Bear with me, but I’m about to make a really flimsy analogy between my Baltimore Orioles and the publishing industry. I know, I know, this seems like an excuse for me to talk about baseball when you probably could care less, but perhaps you’ll indulge me for a moment.
Now on the eve of the regular baseball season, I can’t stop thinking about my beloved O’s and how they’re proving the naysayers wrong game after game. After an astounding home-run slugfest against the Yankees on Thursday night, the Orioles were tied for first place in a division where most thought they’d end up in last. Yes, there’s about a month still left in the season, but it’s been 15 years since Oriole Park at Camden Yards in September has seen a full house of orange and black.
I’m lifelong O’s fan, and I can still vividly remember Cal Ripken making the final out in the ’83 World Series. Yes, there have been some high points since then (namely Cal’s streak and a couple of playoff runs in the late 90′s), but my Baltimore Orioles have pretty much been the underdogs (and the laughingstock of baseball) for most of my adult life. Every year, I believe that they’re going to surprise everyone, and here, finally, at long last they’re doing it in storybook fashion.
(Ironically, back in Spring Training, they lost to a junior college team, and I thought oh lord, here we go again.)
The Underdogs in Publishing
What does this have to do with anything publishing related? Not much I suppose, other than I’ve come to realize that I’ve built Pubmission around my own insistent desire to see the underdog trump the naysayers.
Two years ago I launched Pubmission based on my own frustrations with how unfair the submissions process had become. The publishers you wanted to submit to were closing their doors to submissions. The agents you had to submit to instead were overloaded with the redirected slush. And publishers like my own former employer were letting go of good people because they couldn’t find the quality content they needed to pay their salaries.

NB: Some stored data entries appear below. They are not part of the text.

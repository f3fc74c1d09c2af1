use serde::Serialize;

use super::config::{FunnelCounters, Metric, Variant};

/// Raw significance flag threshold. Independent of the experiment's configured
/// confidence level, which only governs winner declaration.
pub const SIGNIFICANCE_ALPHA: f64 = 0.05;

/// Sample ratio mismatch is flagged below this p-value.
pub const SRM_ALPHA: f64 = 0.01;

// ── Result Structs ──────────────────────────────────────────────────

#[derive(Debug, Clone, Copy, PartialEq, Serialize)]
#[serde(rename_all = "camelCase")]
pub struct ChiSquareTest {
    pub chi_square: f64,
    pub p_value: f64,
    pub significant: bool,
}

impl ChiSquareTest {
    /// Returned when the comparison is undefined (no deliveries on one side,
    /// or a table with an empty column). Means "no evidence of a difference".
    pub fn no_evidence() -> Self {
        Self {
            chi_square: 0.0,
            p_value: 1.0,
            significant: false,
        }
    }

    fn from_statistic(chi_square: f64) -> Self {
        let p_value = chi_square_sf(chi_square, 1.0);
        Self {
            chi_square,
            p_value,
            significant: p_value < SIGNIFICANCE_ALPHA,
        }
    }
}

/// Pairwise comparison between two variants of one experiment.
#[derive(Debug, Clone, PartialEq, Serialize)]
#[serde(rename_all = "camelCase")]
pub struct SignificanceResult {
    pub variant1: usize,
    pub variant2: usize,
    pub chi_square: f64,
    pub p_value: f64,
    pub significant: bool,
}

#[derive(Debug, Clone, PartialEq, Serialize)]
#[serde(rename_all = "camelCase")]
pub struct SampleRatioCheck {
    pub chi_square: f64,
    pub p_value: f64,
    pub mismatch: bool,
}

// ── Chi-Square Comparison ───────────────────────────────────────────

/// `(engaged, not_engaged)` for a variant under `metric`, out of `delivered`.
fn engagement_split(counters: &FunnelCounters, metric: Metric) -> (f64, f64) {
    let delivered = counters.delivered;
    let engaged = counters.get(metric.engaged_kind()).min(delivered);
    (engaged as f64, (delivered - engaged) as f64)
}

/// Compares two variants on `metric` with a Yates-corrected chi-square test
/// over the 2×2 table {engaged, not engaged} × {a, b}.
pub fn compare(a: &Variant, b: &Variant, metric: Metric) -> ChiSquareTest {
    compare_counters(&a.counters, &b.counters, metric)
}

pub fn compare_counters(a: &FunnelCounters, b: &FunnelCounters, metric: Metric) -> ChiSquareTest {
    if a.delivered == 0 || b.delivered == 0 {
        return ChiSquareTest::no_evidence();
    }
    let (a_engaged, a_not) = engagement_split(a, metric);
    let (b_engaged, b_not) = engagement_split(b, metric);
    match yates_chi_square([[a_engaged, a_not], [b_engaged, b_not]]) {
        Some(chi_square) => ChiSquareTest::from_statistic(chi_square),
        None => ChiSquareTest::no_evidence(),
    }
}

/// Yates-corrected chi-square for a 2×2 table (rows = variants, columns =
/// engaged / not engaged). `None` when any marginal total is zero.
///
/// The correction is capped at `|observed - expected|`, so a table that
/// exactly matches its expectation scores 0 rather than a small positive value.
pub fn yates_chi_square(table: [[f64; 2]; 2]) -> Option<f64> {
    let rows = [table[0][0] + table[0][1], table[1][0] + table[1][1]];
    let cols = [table[0][0] + table[1][0], table[0][1] + table[1][1]];
    let total = rows[0] + rows[1];
    if rows.contains(&0.0) || cols.contains(&0.0) {
        return None;
    }

    let mut chi_square = 0.0;
    for (r, row) in table.iter().enumerate() {
        for (c, &observed) in row.iter().enumerate() {
            let expected = rows[r] * cols[c] / total;
            let corrected = ((observed - expected).abs() - 0.5).max(0.0);
            chi_square += corrected * corrected / expected;
        }
    }
    Some(chi_square)
}

/// Every unordered pair `(i, j)` with `i < j`, in index order.
pub fn pairwise(variants: &[Variant], metric: Metric) -> Vec<SignificanceResult> {
    let mut results = Vec::new();
    for i in 0..variants.len() {
        for j in (i + 1)..variants.len() {
            let test = compare(&variants[i], &variants[j], metric);
            results.push(SignificanceResult {
                variant1: i,
                variant2: j,
                chi_square: test.chi_square,
                p_value: test.p_value,
                significant: test.significant,
            });
        }
    }
    results
}

// ── SRM Detection ───────────────────────────────────────────────────

/// Goodness-of-fit test of per-variant `sent` against the frozen buckets.
/// `None` until anything has been sent.
pub fn check_sample_ratio_mismatch(sent: &[u64], buckets: &[u64]) -> Option<SampleRatioCheck> {
    let observed_total: u64 = sent.iter().sum();
    let bucket_total: u64 = buckets.iter().sum();
    if observed_total == 0 || bucket_total == 0 || sent.len() != buckets.len() || sent.len() < 2 {
        return None;
    }

    let mut chi_square = 0.0;
    for (&observed, &bucket) in sent.iter().zip(buckets) {
        let expected = observed_total as f64 * bucket as f64 / bucket_total as f64;
        if expected == 0.0 {
            return None;
        }
        chi_square += (observed as f64 - expected).powi(2) / expected;
    }
    let p_value = chi_square_sf(chi_square, (sent.len() - 1) as f64);
    Some(SampleRatioCheck {
        chi_square,
        p_value,
        mismatch: p_value < SRM_ALPHA,
    })
}

// ── Chi-Square Distribution ─────────────────────────────────────────

/// P(X > x) for a chi-square distribution with `df` degrees of freedom.
pub fn chi_square_sf(x: f64, df: f64) -> f64 {
    if !x.is_finite() || x <= 0.0 || df <= 0.0 {
        return 1.0;
    }
    regularized_gamma_q(df / 2.0, x / 2.0).clamp(0.0, 1.0)
}

const MAX_ITERS: usize = 500;
const EPS: f64 = 1.0e-14;
const FPMIN: f64 = 1.0e-300;

/// Regularized upper incomplete gamma Q(a, x): series below `a + 1`,
/// Lentz continued fraction above.
fn regularized_gamma_q(a: f64, x: f64) -> f64 {
    if x <= 0.0 {
        return 1.0;
    }
    if x < a + 1.0 {
        1.0 - gamma_series(a, x)
    } else {
        gamma_continued_fraction(a, x)
    }
}

/// Lower regularized gamma P(a, x) by its power series.
fn gamma_series(a: f64, x: f64) -> f64 {
    let mut ap = a;
    let mut term = 1.0 / a;
    let mut sum = term;
    for _ in 0..MAX_ITERS {
        ap += 1.0;
        term *= x / ap;
        sum += term;
        if term.abs() < sum.abs() * EPS {
            break;
        }
    }
    sum * (-x + a * x.ln() - ln_gamma(a)).exp()
}

fn gamma_continued_fraction(a: f64, x: f64) -> f64 {
    let mut b = x + 1.0 - a;
    let mut c = 1.0 / FPMIN;
    let mut d = 1.0 / b;
    let mut h = d;

    for i in 1..=MAX_ITERS {
        let i_f = i as f64;
        let an = -i_f * (i_f - a);
        b += 2.0;
        d = an * d + b;
        if d.abs() < FPMIN {
            d = FPMIN;
        }
        c = b + an / c;
        if c.abs() < FPMIN {
            c = FPMIN;
        }
        d = 1.0 / d;
        let delta = d * c;
        h *= delta;
        if (delta - 1.0).abs() < EPS {
            break;
        }
    }

    (-x + a * x.ln() - ln_gamma(a)).exp() * h
}

/// Lanczos approximation of ln(Gamma(x)) for x > 0.
#[allow(clippy::excessive_precision)]
fn ln_gamma(x: f64) -> f64 {
    // g = 7, n = 9
    const COEFFICIENTS: [f64; 9] = [
        0.99999999999980993,
        676.5203681218851,
        -1259.1392167224028,
        771.32342877765313,
        -176.61502916214059,
        12.507343278686905,
        -0.13857109526572012,
        9.9843695780195716e-6,
        1.5056327351493116e-7,
    ];

    if x < 0.5 {
        let pi = std::f64::consts::PI;
        return (pi / (pi * x).sin()).ln() - ln_gamma(1.0 - x);
    }

    let x = x - 1.0;
    let t = x + 7.5;
    let acc = COEFFICIENTS
        .iter()
        .enumerate()
        .skip(1)
        .fold(COEFFICIENTS[0], |acc, (i, &coef)| acc + coef / (x + i as f64));

    0.5 * (2.0 * std::f64::consts::PI).ln() + t.ln() * (x + 0.5) - t + acc.ln()
}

Since then I’ve discovered that Pubmission has always been more to me than a way to simplify the submissions process. It’s also been my own personal quest to see the underdog turn things around in this industry. To provide writers and independent publishers with a fighting chance to succeed, to prove that strong writing and quality content is what still matters most, not who you know, the salesmanship of your agent, or the sound of your radio voice.
Editor Feedback vs. Rejection Letters
I’ve learned that we can make a real difference with Pubmission not only by helping publishers with finding the content that matches them best, but also with helping writers find some helpful feedback in what is an exceedingly lonely submissions process.
Our Editor Ratings are our best asset in my opinion: for a few bucks you can get some great feedback from experienced editors (many of them former publishing employees like myself) that you’ll never get from a form rejection letter or even your local writer’s group. I’ve also really enjoyed working with and establishing relationships with authors through our Editor Coaching feature. I’m working with a couple authors now who have works in progress that are giving me tingles because they’re so good.
And when writers are getting that kind of help and direction before they submit to publishers, how great is that for the editors struggling to find the time rework the manuscripts on their desks?
What’s Next for Pubmission?
Pubmission isn’t perfect…I’ll freely admit that. But we’re always striving to improve. In the coming months, I plan to add a few new elements to Pubmission. First, a community area for writers that lets them provide free feedback to each other. Pubmission needs to be more interactive, and I hope Pubmission Community will be a good start.
Secondly—as I’ve seen my own career move from writer to editor to copywriter and now to web developer/marketing consultant—I’m looking to launch Pubmission Creative, a service to both writers and publishers that provides website and online marketing support in this age of social media and those all-mighty “author platforms.”
The Big Six = The Yankees?
So finally, with this tenuous link I’m making between baseball and publishing, you might wonder if I’m equating the Big Six to the Yankees. Maybe. I believe that the Baltimore Orioles (who have a payroll that’s less than half of New York’s) have a legitimate shot of overthrowing the perennial World Series favorites this year. And I also believe that small independent publishers, much like Winter Goose Publishing, whom I interviewed yesterday, have a real chance to succeed where the Big Six are failing: namely, in producing publications that value content over marketing potential. I hope that Pubmission is there in the years to come to help them do it.